Semua (Bisa) Dikomentari di Media Sosial
Tulisan
Ini Bermula Pada Keheranan Saya di Twitter
Ya,
saya merasa bodoh berada di Twitter. Di akun media sosial saya
tersebut, linimassa (timeline)
senantiasa bergerak dinamis, memunculkan lalu lintas twit dari
berbagai orang. Tiap ada isu yang ramai dibicarakan, linimassa makin
berwarna. Setiap orang silih berganti mengungkapkan pemikiran,
pendapat atau sekedar ikut berkomentar melalui Twitter. Apapun bisa
dikomentari mulai dari situasi politik negeri hingga kelakuan
selebriti. Dan setiap orang secara ajaib berubah menjadi pakar dan
pengamat, mengomentari setiap hal. Nilai komentar baik dukungan pun
sanggahan beragam. Dari yang berargumen secara ilmiah dengan mengutip
pendapat seseorang, sampai yang asal ucap yang sulit dipahami.
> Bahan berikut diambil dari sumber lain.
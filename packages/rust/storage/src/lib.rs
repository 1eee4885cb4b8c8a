//! Turso Embedded / libSQL storage layer (offline mode).
//!
//! The [`Storage`] struct wraps a libSQL database holding finished ingestion
//! runs: the entities and relationships collected, plus per-step outcomes.
//!
//! **Access rules:**
//! - `cloudgraph run`: read-write (sole writer) via [`Storage::open`]
//! - Reporting and inspection: read-only via [`Storage::open_readonly`]

mod migrations;

use std::path::Path;

use chrono::{DateTime, Utc};
use cloudgraph_shared::{CloudGraphError, Entity, Relationship, Result, RunId, RunRecord, StepRecord};
use libsql::{Connection, Database, params};
use tracing::debug;

/// Primary storage handle wrapping a libSQL database.
pub struct Storage {
    #[allow(dead_code)]
    db: Database,
    conn: Connection,
    readonly: bool,
}

fn storage_err(e: impl std::fmt::Display) -> CloudGraphError {
    CloudGraphError::Storage(e.to_string())
}

fn parse_timestamp(value: &str) -> Result<DateTime<Utc>> {
    DateTime::parse_from_rfc3339(value)
        .map(|dt| dt.with_timezone(&Utc))
        .map_err(|e| CloudGraphError::Storage(format!("invalid timestamp {value:?}: {e}")))
}

impl Storage {
    /// Open or create a database at `path` in read-write mode.
    pub async fn open(path: &Path) -> Result<Self> {
        if let Some(parent) = path.parent() {
            std::fs::create_dir_all(parent).map_err(|e| CloudGraphError::io(parent, e))?;
        }

        let db = libsql::Builder::new_local(path)
            .build()
            .await
            .map_err(storage_err)?;

        let conn = db.connect().map_err(storage_err)?;

        let storage = Self {
            db,
            conn,
            readonly: false,
        };
        storage.run_migrations().await?;
        Ok(storage)
    }

    /// Open a database at `path` in read-only mode.
    pub async fn open_readonly(path: &Path) -> Result<Self> {
        if !path.exists() {
            return Err(CloudGraphError::Storage(format!(
                "database not found: {}",
                path.display()
            )));
        }

        let db = libsql::Builder::new_local(path)
            .build()
            .await
            .map_err(storage_err)?;

        let conn = db.connect().map_err(storage_err)?;

        Ok(Self {
            db,
            conn,
            readonly: true,
        })
    }

    /// Run pending schema migrations.
    async fn run_migrations(&self) -> Result<()> {
        let current_version = self.get_schema_version().await;

        for migration in migrations::all_migrations() {
            if migration.version > current_version {
                tracing::info!(
                    version = migration.version,
                    description = migration.description,
                    "applying migration"
                );
                self.conn
                    .execute_batch(migration.sql)
                    .await
                    .map_err(|e| {
                        CloudGraphError::Storage(format!(
                            "migration v{} failed: {e}",
                            migration.version
                        ))
                    })?;
            }
        }
        Ok(())
    }

    /// Get the current schema version, or 0 if no migrations have been applied.
    async fn get_schema_version(&self) -> u32 {
        let result = self
            .conn
            .query("SELECT MAX(version) FROM schema_migrations", params![])
            .await;

        match result {
            Ok(mut rows) => {
                if let Ok(Some(row)) = rows.next().await {
                    row.get::<u32>(0).unwrap_or(0)
                } else {
                    0
                }
            }
            Err(_) => 0, // Table doesn't exist yet
        }
    }

    /// Ensure we're in read-write mode before writing.
    fn check_writable(&self) -> Result<()> {
        if self.readonly {
            return Err(CloudGraphError::Storage(
                "database is opened in read-only mode".into(),
            ));
        }
        Ok(())
    }

    // -----------------------------------------------------------------------
    // Runs
    // -----------------------------------------------------------------------

    /// Record the start of a run.
    pub async fn insert_run(&self, run: &RunRecord) -> Result<()> {
        self.check_writable()?;
        let finished_at = run.finished_at.map(|t| t.to_rfc3339());
        self.conn
            .execute(
                "INSERT INTO runs (id, instance_id, started_at, finished_at)
                 VALUES (?1, ?2, ?3, ?4)",
                params![
                    run.id.to_string(),
                    run.instance_id.as_str(),
                    run.started_at.to_rfc3339(),
                    finished_at
                ],
            )
            .await
            .map_err(storage_err)?;
        Ok(())
    }

    /// Stamp a run as finished now.
    pub async fn finish_run(&self, run_id: &RunId) -> Result<()> {
        self.check_writable()?;
        let now = Utc::now().to_rfc3339();
        let updated = self
            .conn
            .execute(
                "UPDATE runs SET finished_at = ?1 WHERE id = ?2",
                params![now, run_id.to_string()],
            )
            .await
            .map_err(storage_err)?;

        if updated == 0 {
            return Err(CloudGraphError::Storage(format!("unknown run {run_id}")));
        }
        Ok(())
    }

    /// Get a run by ID.
    pub async fn get_run(&self, run_id: &RunId) -> Result<Option<RunRecord>> {
        let mut rows = self
            .conn
            .query(
                "SELECT id, instance_id, started_at, finished_at FROM runs WHERE id = ?1",
                params![run_id.to_string()],
            )
            .await
            .map_err(storage_err)?;

        match rows.next().await {
            Ok(Some(row)) => Ok(Some(row_to_run(&row)?)),
            Ok(None) => Ok(None),
            Err(e) => Err(storage_err(e)),
        }
    }

    /// Runs of an instance, newest first.
    pub async fn list_runs(&self, instance_id: &str) -> Result<Vec<RunRecord>> {
        let mut rows = self
            .conn
            .query(
                "SELECT id, instance_id, started_at, finished_at FROM runs
                 WHERE instance_id = ?1 ORDER BY started_at DESC",
                params![instance_id],
            )
            .await
            .map_err(storage_err)?;

        let mut runs = Vec::new();
        while let Ok(Some(row)) = rows.next().await {
            runs.push(row_to_run(&row)?);
        }
        Ok(runs)
    }

    // -----------------------------------------------------------------------
    // Graph data
    // -----------------------------------------------------------------------

    /// Insert a batch of entities in one transaction.
    pub async fn insert_entities(&self, run_id: &RunId, entities: &[Entity]) -> Result<usize> {
        self.check_writable()?;
        let run = run_id.to_string();
        let tx = self.conn.transaction().await.map_err(storage_err)?;

        for entity in entities {
            let class_json = serde_json::to_string(&entity.class)
                .map_err(|e| CloudGraphError::Storage(format!("{}: {e}", entity.key)))?;
            let data_json = serde_json::to_string(entity)
                .map_err(|e| CloudGraphError::Storage(format!("{}: {e}", entity.key)))?;
            tx.execute(
                "INSERT INTO entities (run_id, key, type, class_json, data_json)
                 VALUES (?1, ?2, ?3, ?4, ?5)",
                params![
                    run.as_str(),
                    entity.key.as_str(),
                    entity.entity_type.as_str(),
                    class_json,
                    data_json
                ],
            )
            .await
            .map_err(storage_err)?;
        }

        tx.commit().await.map_err(storage_err)?;
        debug!(run_id = %run_id, count = entities.len(), "stored entities");
        Ok(entities.len())
    }

    /// Insert a batch of relationships in one transaction.
    pub async fn insert_relationships(
        &self,
        run_id: &RunId,
        relationships: &[Relationship],
    ) -> Result<usize> {
        self.check_writable()?;
        let run = run_id.to_string();
        let tx = self.conn.transaction().await.map_err(storage_err)?;

        for rel in relationships {
            let data_json = serde_json::to_string(rel)
                .map_err(|e| CloudGraphError::Storage(format!("{}: {e}", rel.key)))?;
            tx.execute(
                "INSERT INTO relationships (run_id, key, type, class, from_key, to_key, data_json)
                 VALUES (?1, ?2, ?3, ?4, ?5, ?6, ?7)",
                params![
                    run.as_str(),
                    rel.key.as_str(),
                    rel.rel_type.as_str(),
                    rel.class.as_str(),
                    rel.from_key.as_str(),
                    rel.to_key.as_str(),
                    data_json
                ],
            )
            .await
            .map_err(storage_err)?;
        }

        tx.commit().await.map_err(storage_err)?;
        debug!(run_id = %run_id, count = relationships.len(), "stored relationships");
        Ok(relationships.len())
    }

    /// Entities of one `_type` in a run, ordered by key.
    pub async fn list_entities_by_type(&self, run_id: &RunId, entity_type: &str) -> Result<Vec<Entity>> {
        let mut rows = self
            .conn
            .query(
                "SELECT data_json FROM entities WHERE run_id = ?1 AND type = ?2 ORDER BY key",
                params![run_id.to_string(), entity_type],
            )
            .await
            .map_err(storage_err)?;

        let mut entities = Vec::new();
        while let Ok(Some(row)) = rows.next().await {
            let data: String = row.get(0).map_err(storage_err)?;
            entities.push(serde_json::from_str(&data).map_err(storage_err)?);
        }
        Ok(entities)
    }

    /// Relationships leaving `from_key` in a run.
    pub async fn list_relationships_from(&self, run_id: &RunId, from_key: &str) -> Result<Vec<Relationship>> {
        let mut rows = self
            .conn
            .query(
                "SELECT data_json FROM relationships WHERE run_id = ?1 AND from_key = ?2 ORDER BY key",
                params![run_id.to_string(), from_key],
            )
            .await
            .map_err(storage_err)?;

        let mut relationships = Vec::new();
        while let Ok(Some(row)) = rows.next().await {
            let data: String = row.get(0).map_err(storage_err)?;
            relationships.push(serde_json::from_str(&data).map_err(storage_err)?);
        }
        Ok(relationships)
    }

    pub async fn count_entities(&self, run_id: &RunId) -> Result<u64> {
        self.count("SELECT COUNT(*) FROM entities WHERE run_id = ?1", run_id)
            .await
    }

    pub async fn count_relationships(&self, run_id: &RunId) -> Result<u64> {
        self.count("SELECT COUNT(*) FROM relationships WHERE run_id = ?1", run_id)
            .await
    }

    async fn count(&self, sql: &str, run_id: &RunId) -> Result<u64> {
        let mut rows = self
            .conn
            .query(sql, params![run_id.to_string()])
            .await
            .map_err(storage_err)?;

        match rows.next().await {
            Ok(Some(row)) => row.get::<u64>(0).map_err(storage_err),
            Ok(None) => Ok(0),
            Err(e) => Err(storage_err(e)),
        }
    }

    // -----------------------------------------------------------------------
    // Step results
    // -----------------------------------------------------------------------

    /// Record one step outcome. `position` is the step's index in the plan.
    pub async fn insert_step_result(&self, run_id: &RunId, position: usize, record: &StepRecord) -> Result<()> {
        self.check_writable()?;
        self.conn
            .execute(
                "INSERT INTO step_results
                    (run_id, position, step_id, status, entities, relationships, duration_ms, detail)
                 VALUES (?1, ?2, ?3, ?4, ?5, ?6, ?7, ?8)",
                params![
                    run_id.to_string(),
                    position as i64,
                    record.step_id.as_str(),
                    record.status.as_str(),
                    record.entities as i64,
                    record.relationships as i64,
                    record.duration_ms.map(|d| d as i64),
                    record.detail.clone()
                ],
            )
            .await
            .map_err(storage_err)?;
        Ok(())
    }

    /// Step outcomes of a run, in execution order.
    pub async fn list_step_results(&self, run_id: &RunId) -> Result<Vec<StepRecord>> {
        let mut rows = self
            .conn
            .query(
                "SELECT step_id, status, entities, relationships, duration_ms, detail
                 FROM step_results WHERE run_id = ?1 ORDER BY position",
                params![run_id.to_string()],
            )
            .await
            .map_err(storage_err)?;

        let mut records = Vec::new();
        while let Ok(Some(row)) = rows.next().await {
            records.push(StepRecord {
                step_id: row.get::<String>(0).map_err(storage_err)?,
                status: row.get::<String>(1).map_err(storage_err)?,
                entities: row.get::<u64>(2).map_err(storage_err)? as usize,
                relationships: row.get::<u64>(3).map_err(storage_err)? as usize,
                duration_ms: row.get::<Option<u64>>(4).map_err(storage_err)?,
                detail: row.get::<Option<String>>(5).map_err(storage_err)?,
            });
        }
        Ok(records)
    }
}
Warna-warni ini membuat media sosial Twitter tak membosankan dan
penuh warna.
Fenomena
saling melempar pendapat ini menjadi asal muasal maraknya twitwar.
Twitwar terjadi kala dua akun atau lebih saling berbeda pendapat
mengenai suatu hal. Dan seperti sifat manusia yang tidak ingin kalah,
mereka pun mati-matian berusaha mempertahankan argumen dan
pendapatnya. Tak jarang pula twitwar berakhir dengan ejekan, bahkan
masuk ke ranah hukum.
Tidak
ada salahnya memang, karena media sosial memang difungsikan untuk hal
tersebut. Twitter dengan beragam twit yang berisi argumentasi ini,
bisa menjadi bahan pembelajaran setiap orang. Dari yang sebelumnya
tidak tahu menjadi paham setelah menyimak twit-twit para tokoh atau
pakar misalnya. Pun yang sebelumnya malu-malu untuk berpendapat
secara lisan, melalui media sosial dia dapat lebih mudah menyampaikan
pemikirannya. Tapi, tetap saja saya merasa "aneh" dalam
mencermati berbagai twit dari orang-orang di media sosial.
Keanehan
saya bukanlah hal yang istimewa. Ini hanya kebingungan saya dengan
fenomena aktifnya orang dalam bermediasosial. Setiap hal apapun baik
penting ataupun tidak, ada peluang untuk dikomentari. Twitwar malah
lebih mengherankan lagi. Saya merasa orang-orang yang melakukan
twitwar ini adalah mereka-mereka yang memiliki banyak waktu. Ya,
mereka sampai menghabiskan waktu untuk saling berdebat di media
sosial. Mereka kadang bukan siapa-siapa. Hasil twitwar mereka pun tak
akan menjadi dampak besar dalam kehidupan nyata. Bahkan kenyataannya
justru twitwar memancing musuh-musuh baru dengan mereka yang berbeda
pendapat. Akan tetapi, dengan munculnya hal-hal seperti itu, twitwar
justru menjadi hal utama dalam Twitter. Twitwar telah menjadikan
penggunanya menjadi kecanduan. Twitwar menjadi rutinitas. Minimal ada
pula beberapa kelompok "nyinyir".
Kelompok ini senantiasa mencibir setiap isu agar populer dan
memancing sebuah twitwar terjadi.
Media
sosial memang unik. Media sosial memiliki cara tersendiri membuat
penggunanya betah berlama-lama dalam menggunakannya. Media sosial
memiliki cara sendiri baik secara positif pun negatif menjadikan
penggunanya merasa terhibur, dan kecanduan menggunakannya. Twitwar
tak hanya menjadikan pelakunya senantiasa aktif posting dan
menanggapi lawan debatnya. Twitwar juga memancing orang lain untuk
ikut memantau, mengomentari, dan pada beberapa kasus malah
memanas-manasi jalannya twitar. Seolah twitwar merupakan hiburan dan
tontonan menarik di media sosial.
Twitwar
tak perlu dihentikan. Komentar pada sesuatu hal tak perlu untuk
dibungkam. Saling berargumen secara sehat dan positif, dapat menjadi
media pembelajaran publik. Pengguna media sosial pun tahu dan
mengerti latar belakang suatu pendapat. Akan tetapi, berdebat secara
positif ini masih sulit ditemui. Kebanyakan adalah twitwar yang
berisi ejekan, hinaan dan argumentasi ngawur tanpa dasar. Inilah
budaya yang harus diubah dalam menggunakan media sosial. Setiap
orang, dan pengguna media sosial memiliki kedudukan yang sama.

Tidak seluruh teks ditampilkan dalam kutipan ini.